Conflicting Concepts of Land: The Badlands::

The Lakota Badlands

The South Dakota Badlands spread east from the base of the Black Hills, some thirty-five miles north and south, and more than ninety miles east. They were formed over a period of fourteen million years, around thirty-seven million years ago, as layers of mud, clay and silt washed off the eastern flanks of the Black Hills and eroded into an otherworldly terrain that drops down into a trench rather than soars upward into the skies. The Mako Sica, or Badlands, have held great value for the Lakota Sioux. Once the centre for burials, the shimmering expanse of craggy spires and layered pink, white, yellow, red, brown and lavender rock is still today a focus for sundances and vision-quests. During fieldwork in South Dakota between 1998 and 1999, two Lakota women told me of the spirits that dance there in the silence. They told me that in order to experience the spirit of that landscape, one must walk out into it and feel and hear and see. Created as the result of a mighty flood in ancient time, the Badlands are filled with fossils - the bones of the water monster spirits known as the Unktehi in Lakota mythological belief.

Mako Sica, or the bad lands, were near the geographical centre of the Lakota's domain, being virtually adjacent to the Black Hills. The rocky terrain appeared desolate and barren to European eyes, but to the Lakota the region was filled with spirits. The people buried their dead, sought visions and performed sundances there.

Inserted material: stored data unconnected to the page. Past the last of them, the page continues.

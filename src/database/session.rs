use crate::database::postgres_repository::PostgresTransaction;
use crate::database::store::SessionStore;
use crate::error::app_error::AppError;
use crate::models::session::{NewSession, Session, SessionState};
use base64::{Engine as _, engine::general_purpose};
use chrono::{DateTime, Utc};
use rand::RngCore;
use uuid::Uuid;

const XSRF_TOKEN_BYTES: usize = 48;

/// Generate a session XSRF token: 48 random bytes, URL-safe base64 (64 chars).
pub fn generate_xsrf_token() -> String {
    let mut token_bytes = [0u8; XSRF_TOKEN_BYTES];
    rand::thread_rng().fill_bytes(&mut token_bytes);
    general_purpose::URL_SAFE_NO_PAD.encode(token_bytes)
}

/// Constant-time string comparison for presented XSRF tokens.
pub(crate) fn xsrf_tokens_match(stored: &str, presented: &str) -> bool {
    if stored.len() != presented.len() {
        return false;
    }

    let mut result = 0u8;
    for (a, b) in stored.bytes().zip(presented.bytes()) {
        result |= a ^ b;
    }

    result == 0
}

#[async_trait::async_trait]
impl SessionStore for PostgresTransaction {
    async fn insert_session(&mut self, session: &NewSession) -> Result<Session, AppError> {
        let session = sqlx::query_as::<_, Session>(
            r#"
            INSERT INTO identity_session (id, state, xsrf_token, agreed_to_cookie_policy, user_id, time_created, time_last_updated, time_removed)
            VALUES ($1, $2, $3, $4, NULL, $5, $5, NULL)
            RETURNING id, state, xsrf_token, agreed_to_cookie_policy, user_id, time_created, time_last_updated, time_removed
            "#,
        )
        .bind(session.id)
        .bind(session.state)
        .bind(&session.xsrf_token)
        .bind(session.agreed_to_cookie_policy)
        .bind(session.time_created)
        .fetch_one(&mut *self.tx)
        .await
        .map_err(|e| AppError::db("Failed to create session", e))?;

        Ok(session)
    }

    async fn find_active_session(&mut self, id: &Uuid) -> Result<Option<Session>, AppError> {
        let session = sqlx::query_as::<_, Session>(
            r#"
            SELECT id, state, xsrf_token, agreed_to_cookie_policy, user_id, time_created, time_last_updated, time_removed
            FROM identity_session
            WHERE id = $1
              AND state IN ($2, $3)
            "#,
        )
        .bind(id)
        .bind(SessionState::Active)
        .bind(SessionState::ActiveAndLinkedWithUser)
        .fetch_optional(&mut *self.tx)
        .await
        .map_err(|e| AppError::db("Failed to fetch session", e))?;

        Ok(session)
    }

    async fn find_active_session_for_update(&mut self, id: &Uuid) -> Result<Option<Session>, AppError> {
        let session = sqlx::query_as::<_, Session>(
            r#"
            SELECT id, state, xsrf_token, agreed_to_cookie_policy, user_id, time_created, time_last_updated, time_removed
            FROM identity_session
            WHERE id = $1
              AND state IN ($2, $3)
            FOR UPDATE
            "#,
        )
        .bind(id)
        .bind(SessionState::Active)
        .bind(SessionState::ActiveAndLinkedWithUser)
        .fetch_optional(&mut *self.tx)
        .await
        .map_err(|e| AppError::db("Failed to lock session", e))?;

        Ok(session)
    }

    async fn link_session_to_user(&mut self, id: &Uuid, user_id: i32, agreed_to_cookie_policy: bool, now: DateTime<Utc>) -> Result<u64, AppError> {
        let result = sqlx::query(
            r#"
            UPDATE identity_session
            SET state = $2, user_id = $3, agreed_to_cookie_policy = identity_session.agreed_to_cookie_policy OR $4, time_last_updated = $5
            WHERE id = $1
              AND user_id IS NULL
              AND state = $6
            "#,
        )
        .bind(id)
        .bind(SessionState::ActiveAndLinkedWithUser)
        .bind(user_id)
        .bind(agreed_to_cookie_policy)
        .bind(now)
        .bind(SessionState::Active)
        .execute(&mut *self.tx)
        .await
        .map_err(|e| AppError::db("Failed to link session to user", e))?;

        Ok(result.rows_affected())
    }

    async fn expire_session(&mut self, id: &Uuid, now: DateTime<Utc>) -> Result<u64, AppError> {
        let result = sqlx::query(
            r#"
            UPDATE identity_session
            SET state = $2, time_last_updated = $3, time_removed = $3
            WHERE id = $1
              AND state IN ($4, $5)
            "#,
        )
        .bind(id)
        .bind(SessionState::Expired)
        .bind(now)
        .bind(SessionState::Active)
        .bind(SessionState::ActiveAndLinkedWithUser)
        .execute(&mut *self.tx)
        .await
        .map_err(|e| AppError::db("Failed to expire session", e))?;

        Ok(result.rows_affected())
    }

    async fn agree_session_to_cookie_policy(&mut self, id: &Uuid, now: DateTime<Utc>) -> Result<Option<Session>, AppError> {
        let session = sqlx::query_as::<_, Session>(
            r#"
            UPDATE identity_session
            SET agreed_to_cookie_policy = TRUE, time_last_updated = $2
            WHERE id = $1
              AND state IN ($3, $4)
            RETURNING id, state, xsrf_token, agreed_to_cookie_policy, user_id, time_created, time_last_updated, time_removed
            "#,
        )
        .bind(id)
        .bind(now)
        .bind(SessionState::Active)
        .bind(SessionState::ActiveAndLinkedWithUser)
        .fetch_optional(&mut *self.tx)
        .await
        .map_err(|e| AppError::db("Failed to record cookie policy agreement for session", e))?;

        Ok(session)
    }
}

Lakota mythology explains the origin of the Badlands and describes a mythic description of its volcanic origins. There was a time when all the lands that lay east of the Black Hills were lush and green, covered with trees and plants and crisscrossed with clear streams and the tracks of numerous animals. The region was a peaceful one for the Lakota and there was no intertribal warfare there.

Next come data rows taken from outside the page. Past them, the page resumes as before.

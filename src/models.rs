pub mod event;
pub mod health;
pub mod identity;
pub mod session;
pub mod user;
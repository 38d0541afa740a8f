use crate::database::store::{IdentityTransaction, TransactionProvider};
use crate::error::app_error::AppError;
use sqlx::{PgPool, Postgres, Transaction};

#[derive(Clone)]
pub struct PostgresRepository {
    pub pool: PgPool,
}

/// A Postgres transaction running at READ COMMITTED.
pub struct PostgresTransaction {
    pub(crate) tx: Transaction<'static, Postgres>,
}

#[async_trait::async_trait]
impl TransactionProvider for PostgresRepository {
    type Transaction = PostgresTransaction;

    async fn begin(&self) -> Result<PostgresTransaction, AppError> {
        let mut tx = self.pool.begin().await?;
        sqlx::query("SET TRANSACTION ISOLATION LEVEL READ COMMITTED").execute(&mut *tx).await?;
        Ok(PostgresTransaction { tx })
    }
}

#[async_trait::async_trait]
impl IdentityTransaction for PostgresTransaction {
    async fn commit(self) -> Result<(), AppError> {
        self.tx.commit().await?;
        Ok(())
    }
}

impl PostgresRepository {
    pub async fn ping(&self) -> Result<(), AppError> {
        sqlx::query("SELECT 1").execute(&self.pool).await?;
        Ok(())
    }
}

One day, a tribe swept in from the west, desperate for clothing and food. In their greed and hunger, they drove off all the other tribes, and refused to be placated by the offer of gifts, sacred pipes, prayers or pleas. Nothing could persuade this tribe to share the bounty of the land. Finally, the displaced tribes gathered together and plotted to drive out the greedy tribe.

On the day of their advance, however, Wakantanka caused a commotion in the heavens and in the ground. He caused dark clouds to hide the sun, lightning to streak across the darkness, thunder to rumble through the skies, fire to flame from the ground and the earth to shudder and rock. A vast chasm opened in the ground and into it everything sank - the people, the animals, the plants, and the springs. The storm ceased as suddenly as it had begun. The once-lush region was now a stark, rocky wasteland upon which nothing could ever grow.

The Badlands contains the fossilized remains of the dinosaur-like unktegila - great water monsters, each of which had one eye, a spine like the serrated edge of a saw, red hair all over its body and a horn in the middle of its forehead. The unktegila regularly fought with the Wakinyan, or Thunderbeing, who resided in the Black Hills. Wakinyan's missiles can also be found in the Badlands, in the form of coal-like stones called kangitame in Lakota.